WHAT TO WORK ON: Among the entries, find the lines with the string "bool" and copy them.

##########

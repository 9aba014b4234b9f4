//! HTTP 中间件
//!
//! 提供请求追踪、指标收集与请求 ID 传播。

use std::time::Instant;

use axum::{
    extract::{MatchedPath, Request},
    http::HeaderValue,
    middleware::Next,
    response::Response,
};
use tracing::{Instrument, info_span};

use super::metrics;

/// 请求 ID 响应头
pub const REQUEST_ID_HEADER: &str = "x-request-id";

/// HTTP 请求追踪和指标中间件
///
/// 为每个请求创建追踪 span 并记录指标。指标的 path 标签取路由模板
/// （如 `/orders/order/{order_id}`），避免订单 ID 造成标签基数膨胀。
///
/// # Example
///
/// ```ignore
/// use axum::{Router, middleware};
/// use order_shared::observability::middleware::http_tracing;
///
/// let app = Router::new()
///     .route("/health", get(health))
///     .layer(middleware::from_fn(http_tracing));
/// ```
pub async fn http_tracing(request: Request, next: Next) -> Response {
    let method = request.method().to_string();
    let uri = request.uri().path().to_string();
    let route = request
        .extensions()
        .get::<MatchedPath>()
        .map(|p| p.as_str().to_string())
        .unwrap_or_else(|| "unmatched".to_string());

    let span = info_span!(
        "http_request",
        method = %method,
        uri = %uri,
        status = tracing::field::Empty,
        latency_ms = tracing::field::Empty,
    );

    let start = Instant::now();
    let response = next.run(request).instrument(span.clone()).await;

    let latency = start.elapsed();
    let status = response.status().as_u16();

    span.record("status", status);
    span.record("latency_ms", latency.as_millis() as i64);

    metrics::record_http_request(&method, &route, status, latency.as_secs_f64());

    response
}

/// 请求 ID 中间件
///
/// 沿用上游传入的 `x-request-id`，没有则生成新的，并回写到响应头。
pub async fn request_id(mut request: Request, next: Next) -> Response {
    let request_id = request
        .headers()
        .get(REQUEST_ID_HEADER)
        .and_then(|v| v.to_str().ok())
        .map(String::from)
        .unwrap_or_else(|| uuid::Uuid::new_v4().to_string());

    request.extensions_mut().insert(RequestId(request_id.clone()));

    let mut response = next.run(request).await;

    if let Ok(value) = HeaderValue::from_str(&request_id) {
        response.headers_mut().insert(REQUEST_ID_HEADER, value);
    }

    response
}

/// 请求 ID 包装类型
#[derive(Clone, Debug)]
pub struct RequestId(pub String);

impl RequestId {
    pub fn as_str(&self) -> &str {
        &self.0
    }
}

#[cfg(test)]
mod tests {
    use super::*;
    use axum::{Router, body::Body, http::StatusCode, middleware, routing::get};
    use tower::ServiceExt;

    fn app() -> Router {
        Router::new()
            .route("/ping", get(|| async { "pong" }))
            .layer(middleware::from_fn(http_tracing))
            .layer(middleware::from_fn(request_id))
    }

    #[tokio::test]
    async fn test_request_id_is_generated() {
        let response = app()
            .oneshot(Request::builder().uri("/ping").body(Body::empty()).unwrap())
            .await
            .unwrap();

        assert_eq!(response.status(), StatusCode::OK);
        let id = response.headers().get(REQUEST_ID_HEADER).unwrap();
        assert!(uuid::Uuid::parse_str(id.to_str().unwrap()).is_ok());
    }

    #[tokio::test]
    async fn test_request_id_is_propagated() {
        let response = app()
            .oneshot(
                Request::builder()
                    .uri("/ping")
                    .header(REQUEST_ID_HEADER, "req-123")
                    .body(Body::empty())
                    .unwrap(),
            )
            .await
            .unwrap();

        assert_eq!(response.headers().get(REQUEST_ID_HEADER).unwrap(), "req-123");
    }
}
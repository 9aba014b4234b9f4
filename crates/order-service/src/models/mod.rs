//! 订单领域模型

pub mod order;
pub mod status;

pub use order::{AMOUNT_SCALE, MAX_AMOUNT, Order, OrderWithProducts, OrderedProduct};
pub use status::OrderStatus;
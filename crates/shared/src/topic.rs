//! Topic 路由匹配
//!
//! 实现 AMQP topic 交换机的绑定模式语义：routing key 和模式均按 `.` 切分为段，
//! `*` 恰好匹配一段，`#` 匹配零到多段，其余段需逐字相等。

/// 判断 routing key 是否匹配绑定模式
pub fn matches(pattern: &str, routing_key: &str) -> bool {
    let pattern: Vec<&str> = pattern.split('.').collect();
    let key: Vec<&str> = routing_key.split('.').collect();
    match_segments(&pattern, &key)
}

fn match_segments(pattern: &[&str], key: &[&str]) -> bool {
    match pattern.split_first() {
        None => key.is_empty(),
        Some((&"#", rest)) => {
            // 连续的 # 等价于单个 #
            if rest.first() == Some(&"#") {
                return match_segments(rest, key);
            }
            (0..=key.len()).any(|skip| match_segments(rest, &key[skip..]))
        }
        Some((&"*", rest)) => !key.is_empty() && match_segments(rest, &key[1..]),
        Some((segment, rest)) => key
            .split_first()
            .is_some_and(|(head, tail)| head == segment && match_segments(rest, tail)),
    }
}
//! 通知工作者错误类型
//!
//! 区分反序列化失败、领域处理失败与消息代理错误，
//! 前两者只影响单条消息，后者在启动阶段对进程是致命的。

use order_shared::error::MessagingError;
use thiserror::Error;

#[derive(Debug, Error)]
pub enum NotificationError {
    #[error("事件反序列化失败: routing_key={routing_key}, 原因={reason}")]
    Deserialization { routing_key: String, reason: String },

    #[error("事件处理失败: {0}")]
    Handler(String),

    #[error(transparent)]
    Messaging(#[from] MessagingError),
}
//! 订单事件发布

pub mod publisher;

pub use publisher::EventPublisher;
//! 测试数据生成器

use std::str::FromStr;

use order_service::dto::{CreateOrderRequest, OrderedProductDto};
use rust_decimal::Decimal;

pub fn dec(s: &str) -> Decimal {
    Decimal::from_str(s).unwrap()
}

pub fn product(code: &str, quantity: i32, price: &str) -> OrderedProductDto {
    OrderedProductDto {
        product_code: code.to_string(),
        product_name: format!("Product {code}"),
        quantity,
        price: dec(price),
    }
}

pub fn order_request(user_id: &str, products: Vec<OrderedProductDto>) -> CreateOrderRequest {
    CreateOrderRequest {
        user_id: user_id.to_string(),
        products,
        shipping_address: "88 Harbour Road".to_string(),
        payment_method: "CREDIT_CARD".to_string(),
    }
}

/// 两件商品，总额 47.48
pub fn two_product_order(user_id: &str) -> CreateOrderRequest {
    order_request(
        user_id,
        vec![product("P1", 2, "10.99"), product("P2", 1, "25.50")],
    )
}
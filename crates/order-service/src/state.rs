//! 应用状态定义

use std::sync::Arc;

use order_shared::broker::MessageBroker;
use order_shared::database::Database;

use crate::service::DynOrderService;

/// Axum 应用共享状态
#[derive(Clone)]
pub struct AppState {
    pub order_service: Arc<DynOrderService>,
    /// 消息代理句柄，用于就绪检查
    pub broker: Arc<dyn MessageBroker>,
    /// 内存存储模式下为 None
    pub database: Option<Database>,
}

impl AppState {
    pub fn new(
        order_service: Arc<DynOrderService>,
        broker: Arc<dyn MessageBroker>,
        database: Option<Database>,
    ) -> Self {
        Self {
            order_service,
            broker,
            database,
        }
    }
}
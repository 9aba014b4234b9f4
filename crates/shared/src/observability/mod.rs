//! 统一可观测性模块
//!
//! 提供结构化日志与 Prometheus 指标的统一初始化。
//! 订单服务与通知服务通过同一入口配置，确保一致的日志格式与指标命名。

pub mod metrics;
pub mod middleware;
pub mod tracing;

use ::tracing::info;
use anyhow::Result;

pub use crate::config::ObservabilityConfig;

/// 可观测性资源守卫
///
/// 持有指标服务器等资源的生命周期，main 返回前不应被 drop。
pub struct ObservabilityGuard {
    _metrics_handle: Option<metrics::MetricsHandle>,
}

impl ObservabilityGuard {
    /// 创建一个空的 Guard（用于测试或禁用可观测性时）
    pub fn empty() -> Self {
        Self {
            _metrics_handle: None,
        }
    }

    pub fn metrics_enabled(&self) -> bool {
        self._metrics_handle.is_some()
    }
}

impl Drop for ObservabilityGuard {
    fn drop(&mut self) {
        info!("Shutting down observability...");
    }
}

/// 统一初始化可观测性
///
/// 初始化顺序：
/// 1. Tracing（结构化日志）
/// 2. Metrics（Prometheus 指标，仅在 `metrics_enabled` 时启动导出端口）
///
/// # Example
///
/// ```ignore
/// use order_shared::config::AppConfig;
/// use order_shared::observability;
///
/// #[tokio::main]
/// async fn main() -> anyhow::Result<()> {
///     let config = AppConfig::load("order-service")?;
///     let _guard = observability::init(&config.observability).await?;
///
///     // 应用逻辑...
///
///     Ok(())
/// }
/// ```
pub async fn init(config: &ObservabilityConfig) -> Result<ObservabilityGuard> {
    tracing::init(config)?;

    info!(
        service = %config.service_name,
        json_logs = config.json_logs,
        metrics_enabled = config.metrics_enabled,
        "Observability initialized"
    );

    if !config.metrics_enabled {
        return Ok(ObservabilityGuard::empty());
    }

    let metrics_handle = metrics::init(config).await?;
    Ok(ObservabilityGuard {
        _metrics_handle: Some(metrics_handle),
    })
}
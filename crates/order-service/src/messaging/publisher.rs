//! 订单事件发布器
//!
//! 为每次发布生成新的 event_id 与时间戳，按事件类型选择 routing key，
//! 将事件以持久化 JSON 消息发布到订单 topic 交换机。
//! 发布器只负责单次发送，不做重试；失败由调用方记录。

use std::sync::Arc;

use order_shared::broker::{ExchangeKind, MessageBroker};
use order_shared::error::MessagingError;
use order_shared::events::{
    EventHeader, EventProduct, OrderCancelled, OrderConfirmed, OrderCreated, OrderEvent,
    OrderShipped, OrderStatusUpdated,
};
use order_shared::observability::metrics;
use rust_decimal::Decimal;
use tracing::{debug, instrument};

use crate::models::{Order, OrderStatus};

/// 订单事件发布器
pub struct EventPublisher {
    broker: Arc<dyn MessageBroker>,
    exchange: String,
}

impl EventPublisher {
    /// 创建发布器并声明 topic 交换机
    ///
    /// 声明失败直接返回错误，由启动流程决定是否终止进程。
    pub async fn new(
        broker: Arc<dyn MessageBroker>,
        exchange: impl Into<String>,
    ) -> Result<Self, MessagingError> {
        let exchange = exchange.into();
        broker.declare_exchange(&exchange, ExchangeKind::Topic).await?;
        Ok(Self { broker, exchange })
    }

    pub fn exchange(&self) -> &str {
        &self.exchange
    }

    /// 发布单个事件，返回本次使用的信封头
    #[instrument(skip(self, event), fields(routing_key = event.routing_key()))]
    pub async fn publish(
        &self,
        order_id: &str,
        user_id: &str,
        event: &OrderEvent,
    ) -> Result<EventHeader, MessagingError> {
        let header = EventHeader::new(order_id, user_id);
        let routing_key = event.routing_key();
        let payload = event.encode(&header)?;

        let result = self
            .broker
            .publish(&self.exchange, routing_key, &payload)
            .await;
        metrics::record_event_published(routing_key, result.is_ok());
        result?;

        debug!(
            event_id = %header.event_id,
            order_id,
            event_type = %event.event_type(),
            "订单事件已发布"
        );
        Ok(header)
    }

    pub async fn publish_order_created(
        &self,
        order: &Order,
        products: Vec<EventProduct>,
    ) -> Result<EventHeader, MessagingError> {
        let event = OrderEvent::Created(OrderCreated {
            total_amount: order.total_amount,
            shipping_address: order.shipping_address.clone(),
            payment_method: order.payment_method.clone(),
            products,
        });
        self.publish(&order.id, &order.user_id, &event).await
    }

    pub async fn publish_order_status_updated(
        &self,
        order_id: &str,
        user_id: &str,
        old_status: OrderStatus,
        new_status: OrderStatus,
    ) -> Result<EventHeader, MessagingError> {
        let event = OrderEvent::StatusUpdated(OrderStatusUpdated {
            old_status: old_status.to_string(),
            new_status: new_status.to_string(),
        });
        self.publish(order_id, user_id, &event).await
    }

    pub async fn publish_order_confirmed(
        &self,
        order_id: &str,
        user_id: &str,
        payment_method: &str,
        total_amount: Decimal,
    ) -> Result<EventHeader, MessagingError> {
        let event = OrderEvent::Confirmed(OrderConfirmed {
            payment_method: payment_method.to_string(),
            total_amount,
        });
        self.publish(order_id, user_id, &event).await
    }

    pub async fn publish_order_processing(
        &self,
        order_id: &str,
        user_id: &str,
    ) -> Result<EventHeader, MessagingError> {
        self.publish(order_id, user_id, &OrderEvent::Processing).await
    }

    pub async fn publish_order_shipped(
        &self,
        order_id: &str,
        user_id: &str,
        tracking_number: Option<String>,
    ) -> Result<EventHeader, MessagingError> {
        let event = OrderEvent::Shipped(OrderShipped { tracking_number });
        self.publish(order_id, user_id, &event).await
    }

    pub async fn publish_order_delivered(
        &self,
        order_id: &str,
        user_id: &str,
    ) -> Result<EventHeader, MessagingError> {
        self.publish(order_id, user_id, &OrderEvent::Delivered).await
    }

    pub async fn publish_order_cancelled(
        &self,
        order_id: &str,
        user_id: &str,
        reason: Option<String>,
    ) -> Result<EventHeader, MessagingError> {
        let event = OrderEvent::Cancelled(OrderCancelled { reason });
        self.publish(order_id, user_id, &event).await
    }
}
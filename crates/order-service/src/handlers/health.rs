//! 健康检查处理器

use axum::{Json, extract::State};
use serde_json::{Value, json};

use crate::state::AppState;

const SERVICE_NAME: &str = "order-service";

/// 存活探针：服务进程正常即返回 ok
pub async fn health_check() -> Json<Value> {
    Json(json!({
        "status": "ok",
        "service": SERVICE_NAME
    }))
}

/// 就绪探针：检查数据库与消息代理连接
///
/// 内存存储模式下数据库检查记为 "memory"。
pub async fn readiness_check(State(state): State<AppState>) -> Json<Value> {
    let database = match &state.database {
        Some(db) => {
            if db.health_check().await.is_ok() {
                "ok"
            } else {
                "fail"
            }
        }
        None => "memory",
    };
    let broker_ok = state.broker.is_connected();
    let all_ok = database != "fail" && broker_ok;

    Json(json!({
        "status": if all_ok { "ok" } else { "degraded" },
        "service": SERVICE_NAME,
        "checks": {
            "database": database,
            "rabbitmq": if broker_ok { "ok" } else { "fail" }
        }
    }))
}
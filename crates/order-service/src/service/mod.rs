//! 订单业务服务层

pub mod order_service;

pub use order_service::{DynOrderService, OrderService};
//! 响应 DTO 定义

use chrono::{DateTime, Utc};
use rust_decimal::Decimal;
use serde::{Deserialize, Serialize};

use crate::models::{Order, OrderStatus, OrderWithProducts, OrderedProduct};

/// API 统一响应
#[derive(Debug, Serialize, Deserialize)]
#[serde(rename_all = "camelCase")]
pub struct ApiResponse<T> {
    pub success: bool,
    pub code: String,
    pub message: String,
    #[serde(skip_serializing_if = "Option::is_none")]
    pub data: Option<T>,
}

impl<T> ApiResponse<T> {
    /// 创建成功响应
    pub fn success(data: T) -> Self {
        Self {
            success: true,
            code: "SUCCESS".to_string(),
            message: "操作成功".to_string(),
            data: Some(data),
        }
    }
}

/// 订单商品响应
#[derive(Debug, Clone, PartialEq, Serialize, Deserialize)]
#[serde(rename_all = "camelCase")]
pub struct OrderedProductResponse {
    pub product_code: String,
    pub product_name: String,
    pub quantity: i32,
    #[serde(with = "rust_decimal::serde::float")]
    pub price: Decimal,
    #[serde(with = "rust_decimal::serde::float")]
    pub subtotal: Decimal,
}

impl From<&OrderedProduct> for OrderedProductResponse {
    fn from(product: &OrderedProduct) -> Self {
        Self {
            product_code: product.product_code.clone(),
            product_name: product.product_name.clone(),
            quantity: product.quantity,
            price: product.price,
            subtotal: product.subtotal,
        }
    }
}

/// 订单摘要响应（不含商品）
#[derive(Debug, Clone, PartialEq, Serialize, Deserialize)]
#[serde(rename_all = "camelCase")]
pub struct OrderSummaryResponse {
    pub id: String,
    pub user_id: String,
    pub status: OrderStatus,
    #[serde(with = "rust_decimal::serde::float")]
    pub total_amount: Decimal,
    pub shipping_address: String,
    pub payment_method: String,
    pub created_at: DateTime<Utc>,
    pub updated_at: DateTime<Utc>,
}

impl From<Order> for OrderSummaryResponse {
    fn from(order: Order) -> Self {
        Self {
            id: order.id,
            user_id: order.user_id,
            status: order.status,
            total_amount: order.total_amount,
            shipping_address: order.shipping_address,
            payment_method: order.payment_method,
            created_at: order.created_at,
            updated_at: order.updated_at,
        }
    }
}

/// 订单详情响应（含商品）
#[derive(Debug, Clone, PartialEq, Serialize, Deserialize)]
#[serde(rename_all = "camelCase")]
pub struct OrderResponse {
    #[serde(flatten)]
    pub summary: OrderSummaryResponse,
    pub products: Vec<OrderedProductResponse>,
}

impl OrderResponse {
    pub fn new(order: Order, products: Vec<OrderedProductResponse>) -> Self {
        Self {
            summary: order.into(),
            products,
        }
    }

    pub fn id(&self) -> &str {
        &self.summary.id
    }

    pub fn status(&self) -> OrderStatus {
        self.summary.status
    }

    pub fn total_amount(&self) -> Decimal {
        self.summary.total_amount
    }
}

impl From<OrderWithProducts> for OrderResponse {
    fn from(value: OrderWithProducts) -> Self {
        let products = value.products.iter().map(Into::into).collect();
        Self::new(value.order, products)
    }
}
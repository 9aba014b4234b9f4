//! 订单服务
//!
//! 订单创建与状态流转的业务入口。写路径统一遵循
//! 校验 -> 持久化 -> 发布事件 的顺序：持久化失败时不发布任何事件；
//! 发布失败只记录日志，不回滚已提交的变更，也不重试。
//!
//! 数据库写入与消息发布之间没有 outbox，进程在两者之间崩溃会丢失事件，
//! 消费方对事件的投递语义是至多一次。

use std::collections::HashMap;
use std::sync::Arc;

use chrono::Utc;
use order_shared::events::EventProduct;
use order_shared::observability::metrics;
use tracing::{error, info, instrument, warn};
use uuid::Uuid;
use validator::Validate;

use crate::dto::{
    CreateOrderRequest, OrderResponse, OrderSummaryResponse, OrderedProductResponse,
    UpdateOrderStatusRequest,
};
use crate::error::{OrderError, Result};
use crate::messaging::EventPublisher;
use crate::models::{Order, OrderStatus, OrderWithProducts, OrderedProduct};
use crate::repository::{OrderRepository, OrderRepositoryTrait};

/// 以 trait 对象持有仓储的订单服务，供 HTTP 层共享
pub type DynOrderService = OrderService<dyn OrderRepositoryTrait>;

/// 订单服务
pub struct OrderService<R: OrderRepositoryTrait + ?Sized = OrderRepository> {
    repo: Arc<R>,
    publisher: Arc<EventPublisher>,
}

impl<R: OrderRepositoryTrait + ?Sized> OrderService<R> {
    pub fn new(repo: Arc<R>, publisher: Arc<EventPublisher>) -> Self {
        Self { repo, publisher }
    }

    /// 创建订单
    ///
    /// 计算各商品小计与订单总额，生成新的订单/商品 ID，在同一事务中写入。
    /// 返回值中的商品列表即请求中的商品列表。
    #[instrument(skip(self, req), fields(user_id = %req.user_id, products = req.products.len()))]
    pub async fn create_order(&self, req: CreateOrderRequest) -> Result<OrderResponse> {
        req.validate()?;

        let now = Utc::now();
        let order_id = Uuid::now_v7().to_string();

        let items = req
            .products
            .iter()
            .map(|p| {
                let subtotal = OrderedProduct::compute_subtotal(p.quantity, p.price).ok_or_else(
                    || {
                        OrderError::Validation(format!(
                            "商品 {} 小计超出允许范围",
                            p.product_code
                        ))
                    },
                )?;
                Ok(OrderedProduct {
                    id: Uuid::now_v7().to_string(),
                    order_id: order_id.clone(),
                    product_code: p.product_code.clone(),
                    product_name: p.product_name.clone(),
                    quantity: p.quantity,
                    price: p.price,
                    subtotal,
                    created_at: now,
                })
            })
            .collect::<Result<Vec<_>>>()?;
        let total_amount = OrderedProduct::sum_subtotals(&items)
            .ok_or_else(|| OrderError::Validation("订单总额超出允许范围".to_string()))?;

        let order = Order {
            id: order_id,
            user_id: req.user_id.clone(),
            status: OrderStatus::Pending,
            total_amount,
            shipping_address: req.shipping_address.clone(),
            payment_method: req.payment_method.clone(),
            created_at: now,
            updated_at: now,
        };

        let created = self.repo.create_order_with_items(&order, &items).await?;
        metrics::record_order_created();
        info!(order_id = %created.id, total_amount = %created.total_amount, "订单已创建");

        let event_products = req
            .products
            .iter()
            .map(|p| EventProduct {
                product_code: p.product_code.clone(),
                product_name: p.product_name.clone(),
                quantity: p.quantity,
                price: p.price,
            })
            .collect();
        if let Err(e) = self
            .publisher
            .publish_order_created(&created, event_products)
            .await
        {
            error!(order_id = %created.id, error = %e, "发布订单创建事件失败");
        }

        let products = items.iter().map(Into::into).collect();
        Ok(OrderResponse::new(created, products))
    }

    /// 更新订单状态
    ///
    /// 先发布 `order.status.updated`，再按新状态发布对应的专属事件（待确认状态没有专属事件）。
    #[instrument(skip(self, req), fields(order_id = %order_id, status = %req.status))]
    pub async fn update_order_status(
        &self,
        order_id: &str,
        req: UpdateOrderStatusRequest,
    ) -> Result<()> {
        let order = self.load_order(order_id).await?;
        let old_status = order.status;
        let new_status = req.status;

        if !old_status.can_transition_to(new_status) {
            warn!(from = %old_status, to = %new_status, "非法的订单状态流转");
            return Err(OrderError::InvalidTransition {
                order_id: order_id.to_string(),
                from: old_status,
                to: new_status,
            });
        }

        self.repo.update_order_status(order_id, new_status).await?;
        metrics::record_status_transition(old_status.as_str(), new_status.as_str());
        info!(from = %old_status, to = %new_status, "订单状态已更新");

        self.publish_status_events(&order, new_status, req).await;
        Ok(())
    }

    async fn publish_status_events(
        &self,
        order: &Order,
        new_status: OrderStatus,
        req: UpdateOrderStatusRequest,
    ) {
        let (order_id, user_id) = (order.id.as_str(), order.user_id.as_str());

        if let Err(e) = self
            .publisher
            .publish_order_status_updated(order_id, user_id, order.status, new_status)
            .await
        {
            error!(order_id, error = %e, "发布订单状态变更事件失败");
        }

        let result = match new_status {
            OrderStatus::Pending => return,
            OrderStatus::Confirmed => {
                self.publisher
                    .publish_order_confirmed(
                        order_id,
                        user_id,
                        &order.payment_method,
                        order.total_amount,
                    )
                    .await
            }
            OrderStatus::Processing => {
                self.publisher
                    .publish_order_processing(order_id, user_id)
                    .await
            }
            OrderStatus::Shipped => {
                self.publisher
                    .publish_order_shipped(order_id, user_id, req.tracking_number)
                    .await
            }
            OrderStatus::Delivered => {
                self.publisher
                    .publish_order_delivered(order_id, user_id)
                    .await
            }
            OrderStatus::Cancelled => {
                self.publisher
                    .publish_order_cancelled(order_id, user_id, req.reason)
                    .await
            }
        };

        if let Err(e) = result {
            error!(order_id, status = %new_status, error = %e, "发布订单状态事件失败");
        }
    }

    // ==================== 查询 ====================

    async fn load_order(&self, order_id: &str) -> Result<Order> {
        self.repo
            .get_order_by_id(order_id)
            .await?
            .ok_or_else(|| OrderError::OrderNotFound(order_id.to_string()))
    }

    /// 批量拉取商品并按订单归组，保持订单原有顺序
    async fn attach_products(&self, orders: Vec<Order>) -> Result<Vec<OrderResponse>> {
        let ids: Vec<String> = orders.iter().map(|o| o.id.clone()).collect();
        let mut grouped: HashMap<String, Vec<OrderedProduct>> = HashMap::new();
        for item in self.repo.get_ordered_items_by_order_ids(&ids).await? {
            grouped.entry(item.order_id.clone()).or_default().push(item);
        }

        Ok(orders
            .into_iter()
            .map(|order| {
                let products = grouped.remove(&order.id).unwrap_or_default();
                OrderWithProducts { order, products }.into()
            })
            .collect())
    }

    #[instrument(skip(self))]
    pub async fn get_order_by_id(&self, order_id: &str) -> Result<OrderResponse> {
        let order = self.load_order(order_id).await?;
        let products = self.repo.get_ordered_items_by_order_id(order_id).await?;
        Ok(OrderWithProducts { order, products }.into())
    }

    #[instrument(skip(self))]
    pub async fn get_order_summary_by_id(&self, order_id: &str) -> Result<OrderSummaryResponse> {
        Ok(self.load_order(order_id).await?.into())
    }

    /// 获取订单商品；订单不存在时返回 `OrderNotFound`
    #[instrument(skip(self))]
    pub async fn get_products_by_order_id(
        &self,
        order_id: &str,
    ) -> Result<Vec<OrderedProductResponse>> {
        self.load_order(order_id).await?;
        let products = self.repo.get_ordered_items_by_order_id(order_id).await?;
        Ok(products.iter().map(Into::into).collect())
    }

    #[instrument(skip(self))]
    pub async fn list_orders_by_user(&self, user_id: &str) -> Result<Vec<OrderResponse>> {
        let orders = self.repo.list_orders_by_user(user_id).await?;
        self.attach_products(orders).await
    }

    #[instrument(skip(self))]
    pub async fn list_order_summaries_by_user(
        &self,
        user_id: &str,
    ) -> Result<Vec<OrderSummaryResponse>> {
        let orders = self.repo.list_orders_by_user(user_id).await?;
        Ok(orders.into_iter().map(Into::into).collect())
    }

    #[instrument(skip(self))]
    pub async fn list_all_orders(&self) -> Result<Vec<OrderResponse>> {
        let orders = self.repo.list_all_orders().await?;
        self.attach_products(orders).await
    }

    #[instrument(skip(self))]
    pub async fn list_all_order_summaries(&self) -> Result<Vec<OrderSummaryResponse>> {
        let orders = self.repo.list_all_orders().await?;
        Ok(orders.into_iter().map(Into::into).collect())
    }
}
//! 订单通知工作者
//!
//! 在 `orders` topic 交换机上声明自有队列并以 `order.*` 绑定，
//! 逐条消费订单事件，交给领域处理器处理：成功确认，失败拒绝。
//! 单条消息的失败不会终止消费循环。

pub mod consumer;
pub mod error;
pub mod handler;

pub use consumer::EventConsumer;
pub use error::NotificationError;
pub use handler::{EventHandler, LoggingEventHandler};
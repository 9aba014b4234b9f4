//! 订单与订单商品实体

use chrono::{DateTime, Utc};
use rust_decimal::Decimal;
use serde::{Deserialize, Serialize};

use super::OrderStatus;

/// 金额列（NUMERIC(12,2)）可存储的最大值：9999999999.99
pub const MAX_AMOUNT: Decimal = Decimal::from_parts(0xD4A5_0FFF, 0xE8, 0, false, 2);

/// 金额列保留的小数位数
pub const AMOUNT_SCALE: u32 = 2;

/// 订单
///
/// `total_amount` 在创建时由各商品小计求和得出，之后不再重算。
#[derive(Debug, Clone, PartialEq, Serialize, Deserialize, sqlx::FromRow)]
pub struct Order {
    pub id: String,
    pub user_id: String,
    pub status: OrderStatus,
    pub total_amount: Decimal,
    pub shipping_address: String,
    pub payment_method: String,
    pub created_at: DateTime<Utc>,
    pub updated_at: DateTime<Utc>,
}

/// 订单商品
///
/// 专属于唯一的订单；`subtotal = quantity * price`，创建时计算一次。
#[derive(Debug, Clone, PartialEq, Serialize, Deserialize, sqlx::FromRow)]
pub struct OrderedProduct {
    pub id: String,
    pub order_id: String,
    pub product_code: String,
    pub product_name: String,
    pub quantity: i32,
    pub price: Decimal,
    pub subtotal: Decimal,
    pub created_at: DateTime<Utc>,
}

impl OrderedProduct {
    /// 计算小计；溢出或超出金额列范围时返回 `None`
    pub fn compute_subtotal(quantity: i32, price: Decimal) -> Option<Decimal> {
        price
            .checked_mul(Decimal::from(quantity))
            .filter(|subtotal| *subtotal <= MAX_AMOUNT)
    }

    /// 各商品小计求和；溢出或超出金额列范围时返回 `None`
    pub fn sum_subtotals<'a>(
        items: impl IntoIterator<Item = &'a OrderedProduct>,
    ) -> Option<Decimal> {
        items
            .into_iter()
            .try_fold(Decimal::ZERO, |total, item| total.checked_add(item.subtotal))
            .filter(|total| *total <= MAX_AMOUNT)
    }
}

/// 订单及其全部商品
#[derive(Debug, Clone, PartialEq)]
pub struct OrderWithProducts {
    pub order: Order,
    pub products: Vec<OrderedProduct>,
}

##########

WRITTEN ANSWER:
pub fn matches(pattern: &str, routing_key: &str) -> bool {
fn match_segments(pattern: &[&str], key: &[&str]) -> bool {
    pub fn metrics_enabled(&self) -> bool {
    pub success: bool,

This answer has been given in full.